## WORK ITEM
Every record shown here needs to be repeated exactly.

## Collected data entries
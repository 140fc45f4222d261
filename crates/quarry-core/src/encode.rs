//! Byte layout of headers and the size seam into the block serializer.
//!
//! Layout of the serialized header, all integers little-endian:
//!
//! | offset | size | field             |
//! |--------|------|-------------------|
//! | 0      | 4    | `version`         |
//! | 4      | 32   | `prev_block_hash` |
//! | 36     | 32   | `merkle_root`     |
//! | 68     | 4    | `time`            |
//! | 72     | 4    | `bits`            |
//! | 76     | 4    | `nonce`           |

use crate::constants::{HASH_SIZE, HEADER_SIZE};
use crate::BlockHeader;

/// Whether witness data takes part in a serialization.
#[derive(Clone, Copy, Debug, PartialEq, Eq)]
pub enum WitnessMode {
    With,
    Without,
}

/// Serialized byte length of a value, as reported by the block serializer.
pub trait SerializedSize {
    fn serialized_size(&self, mode: WitnessMode) -> usize;
}

/// Serialize the consensus fields of a header into its fixed 80-byte form.
pub fn header_bytes(header: &BlockHeader) -> [u8; HEADER_SIZE] {
    let mut out = [0u8; HEADER_SIZE];
    out[0..4].copy_from_slice(&header.version.to_le_bytes());
    out[4..4 + HASH_SIZE].copy_from_slice(header.prev_block_hash.as_bytes());
    out[36..36 + HASH_SIZE].copy_from_slice(header.merkle_root.as_bytes());
    out[68..72].copy_from_slice(&header.time.to_le_bytes());
    out[72..76].copy_from_slice(&header.bits.to_le_bytes());
    out[76..80].copy_from_slice(&header.nonce.to_le_bytes());
    out
}

/// Length of the CompactSize prefix used for vector lengths.
pub fn compact_size_len(n: u64) -> usize {
    match n {
        0..=0xfc => 1,
        0xfd..=0xffff => 3,
        0x1_0000..=0xffff_ffff => 5,
        _ => 9,
    }
}

impl SerializedSize for BlockHeader {
    fn serialized_size(&self, _mode: WitnessMode) -> usize {
        HEADER_SIZE
    }
}
use crate::error::PowError;
use crate::profile::PowProfile;
use crate::target::Target;
use crate::{BlockHeader, Hash256};
use rayon::prelude::*;
use tracing::{debug, info};

/// A header whose proof-of-work hash meets its own target.
#[derive(Clone, Copy, Debug)]
pub struct Mined {
    pub header: BlockHeader,
    pub pow_hash: Hash256,
}

/// Searches nonces `start_nonce..=u32::MAX` in parallel for a header whose PoW hash
/// meets the target encoded in `template.bits`.
///
/// Returns `Ok(None)` when the nonce range is exhausted; the caller should bump
/// `time` (or change the merkle root) and search again.
pub fn mine_header(
    template: &BlockHeader,
    profile: PowProfile,
    start_nonce: u32,
) -> Result<Option<Mined>, PowError> {
    let target = Target::from_compact(template.bits)?;
    debug!(
        ?profile,
        params = ?profile.params(),
        %target,
        start_nonce,
        "searching nonce space"
    );

    // Every attempt hashes its own copy; only the nonce varies.
    let base = *template;
    let found = (start_nonce..=u32::MAX).into_par_iter().find_any(|nonce| {
        let mut h = base;
        h.nonce = *nonce;
        target.is_met_by(&h.pow_hash(profile))
    });

    let Some(nonce) = found else {
        debug!(start_nonce, "nonce space exhausted");
        return Ok(None);
    };

    let mut header = base;
    header.nonce = nonce;
    header.clear_identity_cache();
    let pow_hash = header.pow_hash(profile);

    info!(
        "Mined header {} with nonce {} and pow hash {}",
        header.compute_identity_hash(),
        nonce,
        pow_hash
    );

    Ok(Some(Mined { header, pow_hash }))
}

## EXERCISE RESULT
repository 140fc45f4222d261
filename crates/quarry-core/src/encode.rs
//! Byte layout of headers and the size seam into the block serializer.
//!
//! Layout of the serialized header, all integers little-endian:
//!
//! | offset | size | field             |
//! |--------|------|-------------------|
//! | 0      | 4    | `version`         |
//! | 4      | 32   | `prev_block_hash` |
//! | 36     | 32   | `merkle_root`     |
//! | 68     | 4    | `time`            |
//! | 72     | 4    | `bits`            |
//! | 76     | 4    | `nonce`           |

use crate::constants::{HASH_SIZE, HEADER_SIZE};
use crate::BlockHeader;

/// Whether witness data takes part in a serialization.
#[derive(Clone, Copy, Debug, PartialEq, Eq)]
pub enum WitnessMode {
    With,
    Without,
}

/// Serialized byte length of a value, as reported by the block serializer.
pub trait SerializedSize {
    fn serialized_size(&self, mode: WitnessMode) -> usize;
}

/// Serialize the consensus fields of a header into its fixed 80-byte form.
pub fn header_bytes(header: &BlockHeader) -> [u8; HEADER_SIZE] {
    let mut out = [0u8; HEADER_SIZE];
    out[0..4].copy_from_slice(&header.version.to_le_bytes());
    out[4..4 + HASH_SIZE].copy_from_slice(header.prev_block_hash.as_bytes());
    out[36..36 + HASH_SIZE].copy_from_slice(header.merkle_root.as_bytes());
    out[68..72].copy_from_slice(&header.time.to_le_bytes());
    out[72..76].copy_from_slice(&header.bits.to_le_bytes());
    out[76..80].copy_from_slice(&header.nonce.to_le_bytes());
    out
}

/// Length of the CompactSize prefix used for vector lengths.
pub fn compact_size_len(n: u64) -> usize {
    match n {
        0..=0xfc => 1,
        0xfd..=0xffff => 3,
        0x1_0000..=0xffff_ffff => 5,
        _ => 9,
    }
}

impl SerializedSize for BlockHeader {
    fn serialized_size(&self, _mode: WitnessMode) -> usize {
        HEADER_SIZE
    }
}
use crate::error::PowError;
use crate::profile::PowProfile;
use crate::target::Target;
use crate::{BlockHeader, Hash256};
use rayon::prelude::*;
use tracing::{debug, info};

/// A header whose proof-of-work hash meets its own target.
#[derive(Clone, Copy, Debug)]
pub struct Mined {
    pub header: BlockHeader,
    pub pow_hash: Hash256,
}

/// Searches nonces `start_nonce..=u32::MAX` in parallel for a header whose PoW hash
/// meets the target encoded in `template.bits`.
///
/// Returns `Ok(None)` when the nonce range is exhausted; the caller should bump
/// `time` (or change the merkle root) and search again.
pub fn mine_header(
    template: &BlockHeader,
    profile: PowProfile,
    start_nonce: u32,
) -> Result<Option<Mined>, PowError> {
    let target = Target::from_compact(template.bits)?;
    debug!(
        ?profile,
        params = ?profile.params(),
        %target,
        start_nonce,
        "searching nonce space"
    );

    // Every attempt hashes its own copy; only the nonce varies.
    let base = *template;
    let found = (start_nonce..=u32::MAX).into_par_iter().find_any(|nonce| {
        let mut h = base;
        h.nonce = *nonce;
        target.is_met_by(&h.pow_hash(profile))
    });

    let Some(nonce) = found else {
        debug!(start_nonce, "nonce space exhausted");
        return Ok(None);
    };

    let mut header = base;
    header.nonce = nonce;
    header.clear_identity_cache();
    let pow_hash = header.pow_hash(profile);

    info!(
        "Mined header {} with nonce {} and pow hash {}",
        header.compute_identity_hash(),
        nonce,
        pow_hash
    );

    Ok(Some(Mined { header, pow_hash }))
}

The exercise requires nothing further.